On apprend aujourd’hui que le gouvernement allemand a interdit le groupe Muslim Interaktiv, accusé de violer les droits fondamentaux et de menacer l’ordre constitutionnel du pays. Cette décision s’accompagne d’une série de descentes policières coordonnées à travers plusieurs États allemands, marquant un nouveau tournant dans la lutte de Berlin contre l’islamisme radical.
Perquisitions et bannissements
Comme le rapporte Kirsten Grieshaber pour The Associated Press, plusieurs centaines de policiers ont mené mercredi des perquisitions dans sept lieux à Hambourg liés à Muslim Interaktiv, ainsi que dans douze autres sites à Berlin et en Hesse. Ces opérations visaient également deux organisations connexes, Generation Islam et Reality Islam. Les autorités ont saisi des liquidités, des données informatiques et des documents manuscrits. Les sites web de Muslim Interaktiv ont été fermés, et toute utilisation publique de ses symboles est désormais interdite.
Le ministère fédéral de l’Intérieur a déclaré que le groupe représentait une menace pour la démocratie allemande, promouvant un discours antisémite et discriminatoire envers les femmes et les minorités sexuelles. L’organisation prônait par ailleurs la supériorité de la charia sur le droit allemand et revendiquait un modèle social exclusivement islamique, en opposition aux valeurs démocratiques du pays.
Une rhétorique ouvertement hostile à la démocratie
La ministre de l’Intérieur, Alexander Dobrindt, a justifié l’interdiction en affirmant que l’Allemagne ne tolérerait pas de groupes appelant à un califat ou incitant à la haine contre Israël et les Juifs. « Nous répondrons avec toute la force de la loi à quiconque incite à la haine sur nos rues, méprise la démocratie et attaque notre pays de l’intérieur », a-t-il déclaré, cité par The Associated Press. Le ministère a également souligné que le groupe rejetait ouvertement l’égalité entre les sexes et la liberté d’orientation sexuelle — des positions jugées « incompatibles avec la démocratie et les droits humains ».
Cette initiative s’inscrit dans un contexte de fermeté accrue contre les mouvements extrémistes, qu’ils soient islamistes ou d’extrême droite.
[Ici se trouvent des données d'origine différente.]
impl ProgramMetadata {
    pub fn builder() -> ProgramMetadataBuilder {
        ProgramMetadataBuilder::default()
    }

    /// # Panics
    ///
    /// If `id` was not issued by the builder of this program.
    pub fn class(&self, id: ClassId) -> ClassRef<'_> {
        self.try_class(id)
            .unwrap_or_else(|| panic!("{id:?} does not belong to this program"))
    }

    pub fn try_class(&self, id: ClassId) -> Option<ClassRef<'_>> {
        self.classes.get(id.index()).map(|_| ClassRef { program: self, id })
    }

    /// # Panics
    ///
    /// If `id` was not issued by the builder of this program.
    pub fn enum_type(&self, id: EnumId) -> &EnumType {
        self.try_enum_type(id)
            .unwrap_or_else(|| panic!("{id:?} does not belong to this program"))
    }

    pub fn try_enum_type(&self, id: EnumId) -> Option<&EnumType> {
        self.enums.get(id.index())
    }

    /// The full name of `id` for messages, tolerating foreign handles.
    pub fn class_name(&self, id: ClassId) -> String {
        self.try_class(id)
            .map_or_else(|| "<unknown class>".to_string(), |c| c.full_name().to_string())
    }

    pub fn enum_name(&self, id: EnumId) -> String {
        self.try_enum_type(id)
            .map_or_else(|| "<unknown enum>".to_string(), |e| e.full_name().to_string())
    }

    pub fn resolve(&self, name: &FullName) -> Option<GlobalType> {
        self.names.get(name).copied()
    }

    pub fn resolve_class(&self, name: &FullName) -> Option<ClassRef<'_>> {
        match self.resolve(name)? {
            GlobalType::Class(id) => self.try_class(id),
            GlobalType::Enum(_) => None,
        }
    }

    pub fn resolve_enum(&self, name: &FullName) -> Option<EnumId> {
        match self.resolve(name)? {
            GlobalType::Enum(id) => Some(id),
            GlobalType::Class(_) => None,
        }
    }

    pub fn classes(&self) -> impl Iterator<Item = ClassRef<'_>> {
        (0..self.classes.len()).map(move |i| ClassRef {
            program: self,
            id: ClassId::from_index(i),
        })
    }

    pub fn enums(&self) -> &[EnumType] {
        &self.enums
    }

    /// True when `class` is `ancestor` or transitively derives from it.
    pub fn is_equal_or_derives_from(&self, class: ClassId, ancestor: ClassId) -> bool {
        let mut current = Some(class);
        while let Some(id) = current {
            if id == ancestor {
                return true;
            }
            current = self.classes.get(id.index()).and_then(|c| c.base);
        }
        false
    }
}

/// A class together with the program that owns it.
#[derive(Debug, Clone, Copy)]
pub struct ClassRef<'p> {
    program: &'p ProgramMetadata,
    id: ClassId,
}

impl<'p> ClassRef<'p> {
    pub fn id(&self) -> ClassId {
        self.id
    }

    pub fn program(&self) -> &'p ProgramMetadata {
        self.program
    }

    pub fn ty(&self) -> &'p ObjectType {
        &self.program.classes[self.id.index()]
    }

    pub fn full_name(&self) -> &'p FullName {
        &self.ty().full_name
    }

    pub fn is_abstract(&self) -> bool {
        self.ty().is_abstract
    }

    pub fn base(&self) -> Option<ClassRef<'p>> {
        self.ty().base.and_then(|b| self.program.try_class(b))
    }

    /// Self, then each base class up to the root.
    pub fn ancestry(&self) -> impl Iterator<Item = ClassRef<'p>> {
        std::iter::successors(Some(*self), |c| c.base())
    }

    pub fn root(&self) -> ClassRef<'p> {
        self.ancestry().last().unwrap_or(*self)
    }

    pub fn is_equal_or_derives_from(&self, ancestor: ClassId) -> bool {
        self.program.is_equal_or_derives_from(self.id, ancestor)
    }

    /// Every property of the hierarchy, base-class properties first.
    pub fn all_properties(&self) -> Vec<&'p PropertyMetadata> {
        let chain: Vec<ClassRef<'p>> = self.ancestry().collect();
        chain
            .into_iter()
            .rev()
            .flat_map(|c| c.ty().properties.iter())
            .collect()
    }

    pub fn property(&self, name: &str) -> Option<&'p PropertyMetadata> {
        self.ancestry()
            .flat_map(|c| c.ty().properties.iter())
            .find(|p| p.name == name)
    }

    /// Whether instances record their source span; decided by the hierarchy root.
    pub fn tracks_span(&self) -> bool {
        self.root().ty().tracks_span
    }

    /// The most-derived before-populate hook.
    pub fn on_loading(&self) -> Option<&'p LoadHook> {
        self.ancestry().find_map(|c| c.ty().on_loading.as_ref())
    }

    /// The most-derived after-populate hook.
    pub fn on_loaded(&self) -> Option<&'p LoadHook> {
        self.ancestry().find_map(|c| c.ty().on_loaded.as_ref())
    }

    /// A fresh, unpopulated instance; `None` for abstract classes.
    pub fn create_instance(&self) -> Option<DataObject> {
        if self.is_abstract() {
            None
        } else {
            Some(DataObject::new(self.id))
        }
    }
}

impl PartialEq for ClassRef<'_> {
    fn eq(&self, other: &Self) -> bool {
        std::ptr::eq(self.program, other.program) && self.id == other.id
    }
}

impl Eq for ClassRef<'_> {}

/// Declares and defines the types of a program.
///
/// Types are declared first, which hands out their handles, so definitions can
/// reference any type regardless of order.
#[derive(Debug, Default)]
pub struct ProgramMetadataBuilder {
    classes: Vec<ObjectType>,
    enums: Vec<EnumType>,
}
Plusieurs groupes radicaux ont été dissous ces dernières années, après une série d’attentats et de complots visant à déstabiliser l’ordre constitutionnel.
L’islamisme numérique dans la ligne de mire
Andy Grote, ministre de l’Intérieur de l’État de Hambourg, a qualifié cette interdiction de « coup porté au modernisme du djihadisme numérique », décrivant Muslim Interaktiv comme une forme de « TikTok-islamisme » moderne exploitant les frustrations sociales des jeunes musulmans. Selon un rapport récent du service de renseignement intérieur de Hambourg, les dirigeants du groupe utilisaient vidéos et publications en ligne pour présenter la communauté musulmane comme victime d’un rejet systémique de la part de la société allemande — une stratégie de polarisation et de victimisation typique des mouvances islamistes.
Ahmad Mansour, militant connu pour son combat contre l’extrémisme islamiste, a salué la décision du gouvernement sur la plateforme X (anciennement Twitter), affirmant que le groupe faisait partie « d’un réseau islamiste devenu plus agressif et dangereux ces derniers mois », cherchant à mobiliser et endoctriner la jeunesse musulmane d’Allemagne.
Un précédent dans la lutte européenne contre la radicalisation
La dissolution de Muslim Interaktiv illustre un durcissement du ton des autorités allemandes face à l’islamisme militant, dans un pays où la liberté religieuse demeure pourtant une valeur fondamentale. En interdisant ce groupe, Berlin cherche à établir une ligne claire entre la pratique religieuse légitime et la subversion idéologique visant à miner l’État de droit.
La démarche pourrait inspirer d’autres pays européens confrontés à la montée du radicalisme numérique et aux réseaux transnationaux de propagande islamiste. L’Allemagne, marquée par plusieurs attaques terroristes depuis 2016, semble décidée à ne plus tolérer les structures prônant une opposition frontale entre l’islam politique et la démocratie libérale.